Start of Information supplied

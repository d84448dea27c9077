//! Relocation stage: deciding when an artifact needs symbol rewriting.
//!
//! The byte-level rewrite is owned by an external collaborator behind the
//! [`Relocator`] trait. [`RelocationStage`] only decides whether a rewrite is
//! needed, reuses a previously relocated file when one exists, and moves a
//! fresh rewrite into the cache atomically.

use crate::cache::DiskCache;
use crate::descriptor::{Descriptor, Relocation};
use crate::error::{LoadError, Result};
use camino::{Utf8Path, Utf8PathBuf};
use log::{debug, info};
use std::collections::HashMap;
use std::fs;
use std::io;
use std::process::Command;
use std::sync::{Arc, Mutex, PoisonError};

/// Failures reported by a [`Relocator`].
#[derive(Debug, thiserror::Error)]
pub enum RelocationError {
    /// No rewriter is configured but the descriptor declares rules.
    #[error("no relocator is configured")]
    Unconfigured,

    /// The rewrite command exited unsuccessfully.
    #[error("{program} exited with {status}: {stderr}")]
    CommandFailed {
        /// The program that was run.
        program: String,
        /// Rendered exit status.
        status: String,
        /// Captured standard error, trimmed.
        stderr: String,
    },

    /// The rewriter finished but wrote nothing.
    #[error("relocator produced an empty output file")]
    EmptyOutput,

    /// I/O error spawning the rewriter or handling its files.
    #[error(transparent)]
    Io(#[from] io::Error),
}

/// Rewrites symbol prefixes in a binary artifact.
#[cfg_attr(test, mockall::automock)]
pub trait Relocator: Send + Sync {
    /// Read `input`, apply `rules`, and write the result to `output`.
    ///
    /// # Errors
    ///
    /// Returns a [`RelocationError`] if the rewrite fails.
    fn relocate(
        &self,
        input: &Utf8Path,
        output: &Utf8Path,
        rules: &[Relocation],
    ) -> std::result::Result<(), RelocationError>;
}

/// Runs an external rewrite command.
///
/// The command is invoked as
/// `program [args...] <input> <output> [pattern=replacement...]`.
///
/// # Examples
///
/// ```no_run
/// use camino::Utf8Path;
/// use hoist::descriptor::Relocation;
/// use hoist::relocation::{CommandRelocator, Relocator};
///
/// let relocator = CommandRelocator::new("jar-relocator", vec![]);
/// relocator.relocate(
///     Utf8Path::new("libs/config-1.4.0.jar"),
///     Utf8Path::new("libs/config-1.4.0-remapped.jar"),
///     &[Relocation::new("com{}typesafe{}config", "typesafe.config")],
/// )?;
/// # Ok::<(), hoist::relocation::RelocationError>(())
/// ```
#[derive(Debug, Clone, PartialEq, Eq)]
pub struct CommandRelocator {
    program: String,
    args: Vec<String>,
}

impl CommandRelocator {
    /// Create a relocator running `program` with leading `args`.
    #[must_use]
    pub fn new(program: impl Into<String>, args: Vec<String>) -> Self {
        Self {
            program: program.into(),
            args,
        }
    }
}

impl Relocator for CommandRelocator {
    fn relocate(
        &self,
        input: &Utf8Path,
        output: &Utf8Path,
        rules: &[Relocation],
    ) -> std::result::Result<(), RelocationError> {
        let result = Command::new(&self.program)
            .args(&self.args)
            .arg(input)
            .arg(output)
            .args(
                rules
                    .iter()
                    .map(|rule| format!("{}={}", rule.pattern(), rule.replacement())),
            )
            .output()?;

        if !result.status.success() {
            return Err(RelocationError::CommandFailed {
                program: self.program.clone(),
                status: result.status.to_string(),
                stderr: String::from_utf8_lossy(&result.stderr).trim().to_owned(),
            });
        }
        Ok(())
    }
}

/// Relocator used when none is configured; every rewrite fails.
#[derive(Debug, Clone, Copy, Default)]
pub struct UnconfiguredRelocator;

impl Relocator for UnconfiguredRelocator {
    fn relocate(
        &self,
        _input: &Utf8Path,
        _output: &Utf8Path,
        _rules: &[Relocation],
    ) -> std::result::Result<(), RelocationError> {
        Err(RelocationError::Unconfigured)
    }
}

/// Orchestrates relocation for verified artifacts.
///
/// The cache holds one remapped file per coordinate. The stage remembers
/// which rule set claimed each remapped file and refuses a descriptor that
/// asks for the same file under different rules.
#[derive(Clone)]
pub struct RelocationStage {
    relocator: Arc<dyn Relocator>,
    claims: Arc<Mutex<HashMap<Utf8PathBuf, Vec<Relocation>>>>,
}

impl RelocationStage {
    /// Wrap the rewrite collaborator.
    #[must_use]
    pub fn new(relocator: Arc<dyn Relocator>) -> Self {
        Self {
            relocator,
            claims: Arc::default(),
        }
    }

    /// Produce the final artifact path for `descriptor`.
    ///
    /// Returns `source` untouched when the descriptor has no rules, and the
    /// existing remapped file when one is already cached.
    ///
    /// # Errors
    ///
    /// Returns [`LoadError::RelocationFailure`] if the rewriter fails or the
    /// remapped file was already claimed by different rules, and
    /// [`LoadError::CacheWrite`] if the output cannot be moved into place.
    pub fn apply(
        &self,
        cache: &DiskCache,
        descriptor: &Descriptor,
        source: &Utf8Path,
    ) -> Result<Utf8PathBuf> {
        let rules = descriptor.relocations();
        if rules.is_empty() {
            return Ok(source.to_owned());
        }

        let output = cache.remapped_path(descriptor);
        self.claim(&output, descriptor)?;
        if output.is_file() {
            debug!("reusing relocated {descriptor} at {output}");
            return Ok(output);
        }

        let cache_write = |source| LoadError::CacheWrite {
            path: output.clone(),
            source,
        };
        let temp = cache.temp_path().map_err(cache_write)?;
        let temp_utf8 = Utf8Path::from_path(&temp).ok_or_else(|| {
            cache_write(io::Error::new(
                io::ErrorKind::InvalidData,
                "temporary path is not valid UTF-8",
            ))
        })?;

        info!("relocating {descriptor} ({} rules)", rules.len());
        self.relocator
            .relocate(source, temp_utf8, rules)
            .and_then(|()| ensure_written(temp_utf8))
            .map_err(|e| LoadError::RelocationFailure {
                descriptor: descriptor.to_string(),
                reason: e.to_string(),
            })?;

        temp.persist(&output).map_err(|e| cache_write(e.error))?;
        Ok(output)
    }
}

impl RelocationStage {
    fn claim(&self, output: &Utf8Path, descriptor: &Descriptor) -> Result<()> {
        let rules = descriptor.relocations();
        let mut claims = self.claims.lock().unwrap_or_else(PoisonError::into_inner);
        match claims.get(output) {
            Some(claimed) if claimed.as_slice() != rules => {
                let listed: Vec<String> = claimed.iter().map(ToString::to_string).collect();
                Err(LoadError::RelocationFailure {
                    descriptor: descriptor.to_string(),
                    reason: format!(
                        "{output} was already relocated with different rules ({})",
                        listed.join(", ")
                    ),
                })
            }
            Some(_) => Ok(()),
            None => {
                claims.insert(output.to_owned(), rules.to_vec());
                Ok(())
            }
        }
    }
}

fn ensure_written(path: &Utf8Path) -> std::result::Result<(), RelocationError> {
    if fs::metadata(path)?.len() == 0 {
        return Err(RelocationError::EmptyOutput);
    }
    Ok(())
}

#[cfg(test)]
mod tests {
    use super::*;
    use crate::descriptor::{DescriptorBuilder, Sha256Checksum};
    use rstest::{fixture, rstest};
    use tempfile::TempDir;

    struct Fixture {
        _dir: TempDir,
        cache: DiskCache,
        source: Utf8PathBuf,
    }

    #[fixture]
    fn staged() -> Fixture {
        let dir = TempDir::new().expect("temp dir");
        let root = Utf8PathBuf::from_path_buf(dir.path().to_path_buf()).expect("utf8 path");
        let cache = DiskCache::open(root).expect("cache opens");
        let source = cache
            .store(&relocated(), b"original")
            .expect("seed artifact");
        Fixture {
            _dir: dir,
            cache,
            source,
        }
    }

    fn relocated() -> Descriptor {
        Descriptor::builder()
            .name("Helper")
            .group("org.example")
            .artifact("helper")
            .version("1.0")
            .checksum(Sha256Checksum::compute(b"original"))
            .relocation(Relocation::new("old.pkg", "new.pkg"))
            .build()
            .expect("valid descriptor")
    }

    #[rstest]
    fn no_rules_returns_source_without_rewriting(staged: Fixture) {
        let plain = Descriptor::builder()
            .group("org.example")
            .artifact("plain")
            .version("1.0")
            .checksum(Sha256Checksum::compute(b"plain"))
            .build()
            .expect("valid descriptor");
        let mut relocator = MockRelocator::new();
        relocator.expect_relocate().never();
        let stage = RelocationStage::new(Arc::new(relocator));

        let path = stage
            .apply(&staged.cache, &plain, &staged.source)
            .expect("no-op");
        assert_eq!(path, staged.source);
        assert!(!staged.cache.remapped_path(&plain).exists());
    }

    #[rstest]
    fn rewrite_is_persisted_under_remapped_name(staged: Fixture) {
        let mut relocator = MockRelocator::new();
        relocator
            .expect_relocate()
            .times(1)
            .withf(|_, _, rules| rules == [Relocation::new("old.pkg", "new.pkg")])
            .returning(|_, output, _| {
                fs::write(output, b"rewritten")?;
                Ok(())
            });
        let stage = RelocationStage::new(Arc::new(relocator));

        let path = stage
            .apply(&staged.cache, &relocated(), &staged.source)
            .expect("relocated");
        assert_eq!(path.file_name(), Some("helper-1.0-remapped.jar"));
        assert_eq!(fs::read(&path).expect("read"), b"rewritten");
    }

    #[rstest]
    fn existing_remapped_file_is_reused(staged: Fixture) {
        let d = relocated();
        fs::write(staged.cache.remapped_path(&d), b"earlier").expect("seed remapped");
        let mut relocator = MockRelocator::new();
        relocator.expect_relocate().never();
        let stage = RelocationStage::new(Arc::new(relocator));

        let path = stage
            .apply(&staged.cache, &d, &staged.source)
            .expect("reused");
        assert_eq!(fs::read(path).expect("read"), b"earlier");
    }

    #[rstest]
    fn rewriter_failure_leaves_no_remapped_file(staged: Fixture) {
        let d = relocated();
        let stage = RelocationStage::new(Arc::new(UnconfiguredRelocator));

        let err = stage
            .apply(&staged.cache, &d, &staged.source)
            .expect_err("rewrite fails");
        assert!(matches!(err, LoadError::RelocationFailure { .. }));
        assert!(!staged.cache.remapped_path(&d).exists());
    }

    #[rstest]
    fn other_rules_for_a_claimed_remapped_file_are_refused(staged: Fixture) {
        let first = relocated();
        let second = DescriptorBuilder::from(&first)
            .relocation(Relocation::new("other.pkg", "new.pkg"))
            .build()
            .expect("valid descriptor");
        assert_ne!(first, second);
        let mut relocator = MockRelocator::new();
        relocator
            .expect_relocate()
            .times(1)
            .returning(|_, output, _| {
                fs::write(output, b"rewritten")?;
                Ok(())
            });
        let stage = RelocationStage::new(Arc::new(relocator));

        let path = stage
            .apply(&staged.cache, &first, &staged.source)
            .expect("first rule set relocates");
        let err = stage
            .apply(&staged.cache, &second, &staged.source)
            .expect_err("same remapped file, different rules");

        assert!(matches!(err, LoadError::RelocationFailure { .. }));
        assert!(err.to_string().contains("different rules"));
        assert_eq!(fs::read(&path).expect("read"), b"rewritten");
        let again = stage
            .apply(&staged.cache, &first, &staged.source)
            .expect("original rules still reuse the file");
        assert_eq!(again, path);
    }

    #[rstest]
    fn empty_rewriter_output_is_a_failure(staged: Fixture) {
        let mut relocator = MockRelocator::new();
        relocator.expect_relocate().returning(|_, _, _| Ok(()));
        let stage = RelocationStage::new(Arc::new(relocator));

        let err = stage
            .apply(&staged.cache, &relocated(), &staged.source)
            .expect_err("nothing written");
        assert!(err.to_string().contains("empty output"));
    }

    #[cfg(unix)]
    #[rstest]
    fn command_relocator_passes_paths_and_rules(staged: Fixture) {
        let output = staged.cache.root().join("out.jar");
        let relocator = CommandRelocator::new(
            "sh",
            vec![
                "-c".to_owned(),
                r#"cp "$0" "$1" && printf '%s' "$2" >> "$1""#.to_owned(),
            ],
        );

        relocator
            .relocate(
                &staged.source,
                &output,
                &[Relocation::new("old.pkg", "new.pkg")],
            )
            .expect("command succeeds");
        assert_eq!(
            fs::read_to_string(&output).expect("read"),
            "originalold.pkg=new.pkg"
        );
    }

    #[cfg(unix)]
    #[rstest]
    fn command_relocator_reports_failure(staged: Fixture) {
        let relocator = CommandRelocator::new(
            "sh",
            vec!["-c".to_owned(), "echo boom >&2; exit 3".to_owned()],
        );
        let err = relocator
            .relocate(&staged.source, &staged.source, &[])
            .expect_err("non-zero exit");
        let RelocationError::CommandFailed { stderr, .. } = err else {
            panic!("expected CommandFailed, got {err:?}");
        };
        assert_eq!(stderr, "boom");
    }
}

End of Information supplied

• _What the exercise asks_
In the records above, some lines hold the word "apply". Say how many, and nothing more.

• _Response to the task_
10